Mark McLaren, Editor in Chief, March 8, 2017

The composer Carlisle Floyd was in New York recently for the city’s premiere of his latest opera, Prince of Players. Mr. Floyd, who is ninety, has composed opera for seven decades. Speaking with a light southern drawl, Floyd is warm and welcoming. He is sharp and quick witted, a wit he uses to gently connect in conversation.

In this, the second of a two-part series, Floyd discusses his compositional process, the state of the National Endowment for the Arts, and young opera composers to watch.

MM: As you were beginning your composing, who would you suggest were the big influences on you musically?

CF: [Pause] I hate to say this, but I’m not conscious of any. I never tried to imitate. What’s the word for it… I inherently had my own voice and wrote what I wanted, and that happened to be enough.

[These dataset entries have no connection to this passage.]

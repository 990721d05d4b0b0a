//! Serializers of feature layers and styles.
//!
//! The field schema travels as an ordered list under
//! `feature_layer.fields`:
//!
//! ```json
//! {"feature_layer": {"fields": [
//!     {"id": 1, "keyname": "name", "display_name": "Name", "label_field": true},
//!     {"keyname": "population", "datatype": "INTEGER"}
//! ]}}
//! ```
//!
//! On write, entries with an `id` update the existing field, entries
//! without one create a field, and existing fields that are not listed are
//! dropped. List order becomes field order.

use std::collections::HashMap;
use std::marker::PhantomData;

use async_trait::async_trait;
use serde_json::{json, Map, Value as JsonValue};

use nextgisweb_core::{Env, NgwError, NgwResult, ValidationError};
use nextgisweb_file_storage::{FileStorage, FileUpload};
use nextgisweb_resource::{DataStructureScope, Permission, ResourceScope, SerializedProperty, Serializer};

use crate::field::LayerField;
use crate::interface::FieldType;
use crate::layer::LayerFieldsMixin;
use crate::style::FeatureLayerStyle;

/// Component identity owning stored style files.
pub const FILE_COMPONENT: &str = "feature_layer";

fn invalid(message: impl Into<String>) -> NgwError {
    ValidationError::new(message, "invalid").into()
}

/// The `fields` property of layers with a field schema.
pub struct FieldsAttr<R>(PhantomData<fn() -> R>);

impl<R> Default for FieldsAttr<R> {
    fn default() -> Self {
        Self(PhantomData)
    }
}

#[async_trait]
impl<R: LayerFieldsMixin + 'static> SerializedProperty<R> for FieldsAttr<R> {
    fn name(&self) -> &'static str {
        "fields"
    }

    fn read(&self) -> Option<Permission> {
        Some(DataStructureScope::READ)
    }

    fn write(&self) -> Option<Permission> {
        Some(DataStructureScope::WRITE)
    }

    fn getter(&self, obj: &R) -> NgwResult<JsonValue> {
        let fields = obj.fields();
        Ok(JsonValue::Array(
            fields
                .iter()
                .enumerate()
                .map(|(position, f)| {
                    json!({
                        "id": f.id,
                        "keyname": f.keyname,
                        "datatype": f.datatype,
                        "typemod": null,
                        "display_name": f.display_name,
                        "label_field": fields.is_label(position),
                        "grid_visibility": f.grid_visibility,
                    })
                })
                .collect(),
        ))
    }

    async fn setter(&self, obj: &mut R, value: &JsonValue, _env: &Env) -> NgwResult<()> {
        let (fields, label) = apply_fields(obj.fields().iter().cloned().collect(), value, R::FIELD_CLASS)?;
        obj.fields_mut().replace(fields, label);
        Ok(())
    }
}

fn optional_str<'a>(descriptor: &'a Map<String, JsonValue>, key: &str) -> NgwResult<Option<&'a str>> {
    match descriptor.get(key) {
        None => Ok(None),
        Some(JsonValue::String(s)) => Ok(Some(s)),
        Some(_) => Err(invalid(format!("Field attribute '{key}' must be a string."))),
    }
}

fn optional_bool(descriptor: &Map<String, JsonValue>, key: &str) -> NgwResult<Option<bool>> {
    match descriptor.get(key) {
        None | Some(JsonValue::Null) => Ok(None),
        Some(JsonValue::Bool(b)) => Ok(Some(*b)),
        Some(_) => Err(invalid(format!("Field attribute '{key}' must be a boolean."))),
    }
}

/// Applies a field list payload to `current` and returns the new field
/// list with the position of the label field.
///
/// Nothing is changed unless the whole payload is valid.
pub fn apply_fields(
    current: Vec<LayerField>,
    value: &JsonValue,
    field_class: &str,
) -> NgwResult<(Vec<LayerField>, Option<usize>)> {
    let descriptors = value
        .as_array()
        .ok_or_else(|| invalid("Fields must be a list."))?;

    let mut by_id: HashMap<i64, LayerField> = current
        .into_iter()
        .filter_map(|f| f.id.map(|id| (id, f)))
        .collect();

    let mut fields = Vec::with_capacity(descriptors.len());
    let mut label = None;

    for descriptor in descriptors {
        let descriptor = descriptor
            .as_object()
            .ok_or_else(|| invalid("Field descriptor must be an object."))?;

        let mut field = match descriptor.get("id") {
            None | Some(JsonValue::Null) => {
                let datatype: FieldType = optional_str(descriptor, "datatype")?
                    .ok_or_else(|| invalid("Field datatype is required."))?
                    .parse()?;
                let keyname = optional_str(descriptor, "keyname")?
                    .ok_or_else(|| invalid("Field keyname is required."))?;
                LayerField::new(field_class, datatype, keyname)
            }
            Some(id) => {
                let id = id
                    .as_i64()
                    .ok_or_else(|| invalid(format!("Invalid field ID '{id}'.")))?;
                by_id.remove(&id).ok_or_else(|| {
                    NgwError::from(
                        ValidationError::new(format!("Field not found (ID={id})."), "invalid")
                            .with_param("id", id.to_string()),
                    )
                })?
            }
        };

        if let Some(keyname) = optional_str(descriptor, "keyname")? {
            field.keyname = keyname.to_string();
        }
        if let Some(display_name) = optional_str(descriptor, "display_name")? {
            field.display_name = display_name.to_string();
        }
        if let Some(grid_visibility) = optional_bool(descriptor, "grid_visibility")? {
            field.grid_visibility = grid_visibility;
        }
        if optional_bool(descriptor, "label_field")?.unwrap_or(false) {
            label = Some(fields.len());
        }

        fields.push(field);
    }

    Ok((fields, label))
}

/// Serializer of layers with a field schema.
pub fn feature_layer_serializer<R: LayerFieldsMixin + 'static>() -> Serializer<R> {
    Serializer::new("feature_layer").property(FieldsAttr::<R>::default())
}

/// The write-only `file_upload` property of styles.
#[derive(Debug, Default)]
pub struct FileUploadAttr;

#[async_trait]
impl SerializedProperty<FeatureLayerStyle> for FileUploadAttr {
    fn name(&self) -> &'static str {
        "file_upload"
    }

    fn write(&self) -> Option<Permission> {
        Some(ResourceScope::UPDATE)
    }

    async fn setter(
        &self,
        obj: &mut FeatureLayerStyle,
        value: &JsonValue,
        env: &Env,
    ) -> NgwResult<()> {
        let upload_id = value
            .get("id")
            .and_then(JsonValue::as_str)
            .ok_or_else(|| invalid("File upload ID is required."))?;

        let file_upload = env.service::<FileUpload>()?;
        let file_storage = env.service::<FileStorage>()?;

        let (src, _meta) = file_upload.get_filename(upload_id).await?;
        let fileobj = file_storage.fileobj(FILE_COMPONENT);
        let (dst, size) = file_storage.copy_into(&src, &fileobj).await?;
        tracing::info!(upload = upload_id, dst = %dst.display(), size, "Attached style file");

        obj.fileobj = Some(fileobj);
        Ok(())
    }
}

/// Serializer of feature layer styles.
pub fn feature_layer_style_serializer() -> Serializer<FeatureLayerStyle> {
    Serializer::new("feature_layer_style").property(FileUploadAttr)
}

#[cfg(test)]
mod tests {
    use super::*;

    fn field(id: i64, keyname: &str, datatype: FieldType) -> LayerField {
        let mut f = LayerField::new("layer_field", datatype, keyname);
        f.id = Some(id);
        f
    }

    fn current() -> Vec<LayerField> {
        vec![
            field(1, "name", FieldType::String),
            field(2, "population", FieldType::Integer),
            field(3, "area", FieldType::Real),
        ]
    }

    #[test]
    fn test_reorder_and_drop() {
        let (fields, label) =
            apply_fields(current(), &json!([{"id": 3}, {"id": 1}]), "layer_field").unwrap();
        let ids: Vec<_> = fields.iter().map(|f| f.id).collect();
        assert_eq!(ids, vec![Some(3), Some(1)]);
        assert!(label.is_none());
    }

    #[test]
    fn test_partial_update_keeps_other_attributes() {
        let (fields, _) = apply_fields(
            current(),
            &json!([{"id": 2, "display_name": "Population", "datatype": "STRING"}]),
            "layer_field",
        )
        .unwrap();
        assert_eq!(fields[0].display_name, "Population");
        assert_eq!(fields[0].keyname, "population");
        assert_eq!(fields[0].datatype, FieldType::Integer);
    }

    #[test]
    fn test_new_field() {
        let (fields, label) = apply_fields(
            vec![],
            &json!([{"keyname": "code", "datatype": "STRING", "grid_visibility": false, "label_field": true}]),
            "custom_field",
        )
        .unwrap();
        assert_eq!(fields[0].cls, "custom_field");
        assert_eq!(fields[0].display_name, "code");
        assert!(!fields[0].grid_visibility);
        assert!(fields[0].id.is_none());
        assert_eq!(label, Some(0));
    }

    #[test]
    fn test_last_label_wins() {
        let (_, label) = apply_fields(
            current(),
            &json!([{"id": 1, "label_field": true}, {"id": 2, "label_field": true}, {"id": 3}]),
            "layer_field",
        )
        .unwrap();
        assert_eq!(label, Some(1));
    }

    fn assert_invalid(payload: JsonValue, message: &str) {
        match apply_fields(current(), &payload, "layer_field") {
            Err(NgwError::ValidationError(e)) => {
                assert_eq!(e.message, message);
                assert_eq!(e.code, "invalid");
            }
            other => panic!("unexpected result: {other:?}"),
        }
    }

    #[test]
    fn test_unknown_id() {
        assert_invalid(json!([{"id": 9999}]), "Field not found (ID=9999).");
    }

    #[test]
    fn test_id_referenced_twice() {
        assert_invalid(json!([{"id": 1}, {"id": 1}]), "Field not found (ID=1).");
    }

    #[test]
    fn test_new_field_requirements() {
        assert_invalid(json!([{"keyname": "x"}]), "Field datatype is required.");
        assert_invalid(json!([{"datatype": "REAL"}]), "Field keyname is required.");
        assert_invalid(
            json!([{"keyname": "x", "datatype": "GEOMETRY"}]),
            "Unknown field datatype 'GEOMETRY'.",
        );
    }

    #[test]
    fn test_malformed_payload() {
        assert_invalid(json!({"id": 1}), "Fields must be a list.");
        assert_invalid(json!([1]), "Field descriptor must be an object.");
        assert_invalid(
            json!([{"id": 1, "grid_visibility": "yes"}]),
            "Field attribute 'grid_visibility' must be a boolean.",
        );
    }
}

MM: Would you say that over the twelve operas that you’ve done, would you say that your voice has changed at all?

CF: Yeah, I think it’s changed some, but not radically.

MM: And in what way has it changed?

CF: It’s probably a wider harmonic palette. And it also depends on the opera. Some of them have a wider palette harmonically. Orchestrationally is the way of operating in change. But you don’t think of that in relation to a composer’s idiom, although it is a part of it.

But I would say that I don’t think my idiom has changed all that much. Now I didn’t want to do the exact same thing over and over again. So I think it’s widened. And I’m always looking for different sounds that please me or that I feel are appropriate in an opera for a scene or an aria, or for just plain scene painting.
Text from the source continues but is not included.